On a motion by Coun. Dale Bass, council supported allowing up to two councillors on parental and/or caregiver leave to participate in council meetings from home via electronic means as often as they want.
A well-intended gesture, and it might encourage more women in particular to run, but it deserves some scrutiny. What if three or more successful candidates want to take advantage of the new policy? Which two get the benefit?
Secondly, while COVID has proven that online meetings are a good way to handle occasional situations in which some members can’t attend a meeting, no one suggests that meeting online is preferable to being there in person.

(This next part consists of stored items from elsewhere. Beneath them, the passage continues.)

impl Service {
    pub fn new(
        name: impl Into<String>,
        schemas: impl IntoIterator<Item = (String, CapacityBand)>,
        is_admission_point: bool,
    ) -> Self {
        let mut supported_schemas = Vec::new();
        let mut capacity_band = HashMap::new();
        let mut current_capacity = HashMap::new();
        let mut incoming_flow = HashMap::new();
        let mut outgoing_flow = HashMap::new();
        let mut visited = HashMap::new();
        let mut reduction_factor = HashMap::new();

        for (schema, band) in schemas {
            current_capacity.insert(schema.clone(), band.max);
            capacity_band.insert(schema.clone(), band);
            incoming_flow.insert(schema.clone(), 0.0);
            outgoing_flow.insert(schema.clone(), 0.0);
            visited.insert(schema.clone(), false);
            reduction_factor.insert(schema.clone(), 0.0);
            supported_schemas.push(schema);
        }

        let mut service = Self {
            name: name.into(),
            supported_schemas,
            is_admission_point,
            capacity_band,
            current_capacity,
            incoming_flow,
            outgoing_flow,
            allocated_capacity: HashMap::new(),
            visited,
            reduction_factor,
            status: ServiceStatus::Normal,
            action: ServiceAction::NoAction,
        };
        service.allocated_capacity = service.allocate_capacity();
        service
    }

    pub fn name(&self) -> &str {
        &self.name
    }

    pub fn supported_schemas(&self) -> &[String] {
        &self.supported_schemas
    }

    pub fn supports(&self, schema: &str) -> bool {
        self.capacity_band.contains_key(schema)
    }

    pub fn capacity_band(&self, schema: &str) -> CapacityBand {
        self.capacity_band[schema]
    }

    pub fn current_capacity(&self, schema: &str) -> f64 {
        self.current_capacity[schema]
    }

    pub fn incoming_flow(&self, schema: &str) -> f64 {
        self.incoming_flow[schema]
    }

    pub fn outgoing_flow(&self, schema: &str) -> f64 {
        self.outgoing_flow[schema]
    }

    pub fn allocated_capacity(&self, schema: &str) -> f64 {
        self.allocated_capacity[schema]
    }

    /// Installs the provided incoming/outgoing rates for a cycle. The
    /// schema must already be supported; this is a programmer error
    /// otherwise, since configuration is validated once at construction.
    pub fn install_flow(&mut self, schema: &str, incoming: f64, outgoing: f64) {
        debug_assert!(self.supports(schema), "unsupported schema '{schema}' installed on '{}'", self.name);
        self.incoming_flow.insert(schema.to_string(), incoming);
        self.outgoing_flow.insert(schema.to_string(), outgoing);
    }

    /// Adds `delta` to a schema's incoming flow, used by the flow
    /// propagator when pushing a downstream share.
    pub fn add_incoming(&mut self, schema: &str, delta: f64) {
        debug_assert!(self.supports(schema));
        *self.incoming_flow.get_mut(schema).unwrap() += delta;
    }

    /// Partitions current capacity across schemas so demand is met
    /// where possible, with leftover shared proportionally to unmet
    /// demand. Pure: does not mutate `self.allocated_capacity`.
    pub fn allocate_capacity(&self) -> HashMap<String, f64> {
        let mut allocated = HashMap::with_capacity(self.supported_schemas.len());
        let total_cap: f64 = self
            .supported_schemas
            .iter()
            .map(|s| self.current_capacity[s])
            .sum();
        let mut remaining = total_cap;

        for s in &self.supported_schemas {
            let needed = self.incoming_flow[s].min(self.current_capacity[s]);
            allocated.insert(s.clone(), needed);
            remaining -= needed;
        }

        if remaining > 0.0 {
            let total_unfulfilled: f64 = self
                .supported_schemas
                .iter()
                .map(|s| (self.incoming_flow[s] - allocated[s]).max(0.0))
                .sum();
            if total_unfulfilled > 0.0 {
                for s in &self.supported_schemas {
                    let unfulfilled = (self.incoming_flow[s] - allocated[s]).max(0.0);
                    // Integer-truncation-equivalent: floor(), intentional
                    // and deterministic.
                    let share = (remaining * (unfulfilled / total_unfulfilled)).floor();
                    *allocated.get_mut(s).unwrap() += share;
                    remaining -= share;
                }
            }
        }

        allocated
    }

    /// Resets the allocation baseline, then if overall demand exceeds
    /// overall allocation, shifts spare capacity from underused schemas
    /// to overloaded ones, highest-demand schema first (ties broken by
    /// schema name).
    pub fn reallocate_capacity_across_schemas(&mut self) {
        self.allocated_capacity = self.allocate_capacity();

        let total_incoming: f64 = self
            .supported_schemas
            .iter()
            .map(|s| self.incoming_flow[s])
            .sum();
        let total_allocated: f64 = self
            .supported_schemas
            .iter()
            .map(|s| self.allocated_capacity[s])
            .sum();
        if total_incoming <= total_allocated {
            return;
        }

        let mut sorted = self.supported_schemas.clone();
        sorted.sort_by(|a, b| {
            self.incoming_flow[b]
                .partial_cmp(&self.incoming_flow[a])
                .expect("flow rates must not be NaN")
                .then_with(|| a.cmp(b))
        });

        let mut total_excess: f64 = self
            .supported_schemas
            .iter()
            .map(|s| (self.allocated_capacity[s] - self.incoming_flow[s]).max(0.0))
            .sum();

        for s in &sorted {
            if self.incoming_flow[s] > self.allocated_capacity[s] {
                let needed = self.incoming_flow[s] - self.allocated_capacity[s];
                let reallocated = needed.min(total_excess);
                *self.allocated_capacity.get_mut(s).unwrap() += reallocated;
                total_excess -= reallocated;
            }
        }

        if total_excess > 0.0 {
            let total_deficit: f64 = self
                .supported_schemas
                .iter()
                .map(|s| (self.incoming_flow[s] - self.allocated_capacity[s]).max(0.0))
                .sum();
            for s in &sorted {
                if self.incoming_flow[s] > self.allocated_capacity[s] {
                    let deficit = self.incoming_flow[s] - self.allocated_capacity[s];
                    let share = if total_deficit > 0.0 {
                        deficit / total_deficit
                    } else {
                        0.0
                    };
                    let headroom = self.current_capacity[s] - self.allocated_capacity[s];
                    let additional = (total_excess * share).floor().min(headroom);
                    *self.allocated_capacity.get_mut(s).unwrap() += additional;
                }
            }
        }
    }

    /// "max-seen-wins" backpressure application. Returns the
    /// actual reduction ratio applied, or 0 if this call was rejected
    /// because a larger (or equal) reduction was already recorded this
    /// iteration.
    pub fn apply_backpressure(&mut self, schema: &str, reduction_percentage: f64) -> f64 {
        let already_visited = self.visited[schema];
        let stored_factor = self.reduction_factor[schema];
        if already_visited && reduction_percentage <= stored_factor {
            return 0.0;
        }

        self.visited.insert(schema.to_string(), true);
        self.reduction_factor
            .insert(schema.to_string(), crate::util::snap_ratio(reduction_percentage));

        let original = self.incoming_flow[schema];
        let new_flow = (original * (1.0 - reduction_percentage)).max(0.0);
        let actual = if original > 0.0 {
            (original - new_flow) / original
        } else {
            0.0
        };
        self.incoming_flow.insert(schema.to_string(), new_flow);
        actual
    }

    pub fn reset_backpressure_state(&mut self) {
        for s in &self.supported_schemas {
            self.visited.insert(s.clone(), false);
            self.reduction_factor.insert(s.clone(), 0.0);
        }
    }

    /// Recomputes allocation then pushes `outgoing := min(incoming, allocated)`
    /// for every supported schema.
    pub fn process_flow(&mut self) {
        self.reallocate_capacity_across_schemas();
        for s in self.supported_schemas.clone() {
            let incoming = self.incoming_flow[&s];
            let allocated = self.allocated_capacity[&s];
            self.outgoing_flow.insert(s, incoming.min(allocated));
        }
    }

    /// `is_overloaded` — any schema's incoming flow exceeds its
    /// current capacity. A schema pinned at zero capacity counts as
    /// overloaded outright: backpressure can drive its incoming flow to
    /// zero too, at which point `incoming > capacity` no longer holds,
    /// but a capacity of zero is still unallocatable traffic-wise, so
    /// the node stays flagged rather than flipping back to NORMAL.
    pub fn is_overloaded(&self) -> bool {
        self.supported_schemas
            .iter()
            .any(|s| self.current_capacity[s] <= 0.0 || self.incoming_flow[s] > self.current_capacity[s])
    }

    /// `is_underutilized` — every schema's incoming flow is below
    /// half its current capacity.
    pub fn is_underutilized(&self) -> bool {
        self.supported_schemas
            .iter()
            .all(|s| self.incoming_flow[s] < 0.5 * self.current_capacity[s])
    }

    /// Internal invariants that must hold after any pass touching this
    /// service. A violation is treated as a
    /// bug, not a reportable condition, so it aborts the process in all
    /// profiles rather than being folded into `Warning`.
    pub fn assert_invariants(&self) {
        for s in &self.supported_schemas {
            let allocated = self.allocated_capacity[s];
            let current = self.current_capacity[s];
            assert!(
                allocated >= -crate::util::FLOW_EPSILON && allocated <= current + crate::util::FLOW_EPSILON,
                "invariant violated: {}::{s} allocated={allocated} current_capacity={current}",
                self.name
            );
            let outgoing = self.outgoing_flow[s];
            let incoming = self.incoming_flow[s];
            let bound = incoming.min(allocated);
            assert!(
                outgoing <= bound + crate::util::FLOW_EPSILON,
                "invariant violated: {}::{s} outgoing={outgoing} exceeds min(incoming={incoming}, allocated={allocated})",
                self.name
            );
        }
    }
}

Sitting at home and trying to interact with a group dealing with sensitive or complex issues isn’t as good as everyone being in the same room. It just isn’t, and should be reserved for times when a councillor is out of town or under the weather as current guidelines provide.
It’s a tool to be used sparingly.
Thirdly, being a councillor is about more than attending council meetings. Meeting with constituents and attending public events are important parts of it. Working from home doesn’t always cut it.
Increasing opportunities for aspirants to seek public office is a good thing but I’m not sure this motion actually accomplishes much. Nevertheless, the thought behind the motion, which also includes a clause about accommodating members with “diverse abilities,” is worth exploring.
Why not look at the issue of accessibility to civic politics on a broad basis rather than as a one-off that might create more problems than it fixes?
That would be a worthwhile exercise.
Mel Rothenburger is a former mayor of Kamloops and a retired newspaper editor. He is a regular contributor to CFJC Today, publishes the ArmchairMayor.ca opinion website, and is a director on the Thompson-Nicola Regional District board. He can be reached at email@example.com.
Accessibility to civic politics on a broader basis? What’s that? Is that cryptic to mean Trawin should hire another pointless manager or “swell” the PR department even more? What about you look into the procurement policies of the City of Kamloops with a more detailed, meaningful and critical eye? Council could care less, instead relying on vague reassurances from patronizing staff.
Technology has become the bodyguard of politicians. How can common people hold policy makers to account if there is no public access and don’t tell me that this is anything else.
There is a paradigm shift from ‘before an election’ to ‘after an election’ when it comes to civic politicians.
We are coming into the silly season where ideas will abound, touted as new ideas to give opportunities to just about anybody to serve in public office.
Councillor Bass was quite aware of my biggest single concern leading up to the last municipal election. Municipalities take care of streets and a dark line occurring on a City street with amazing regularity was an opportunity for her to shine.
Sadly enough, it became as if both the street and also my concern had leprosy; not a word about it after she was elected.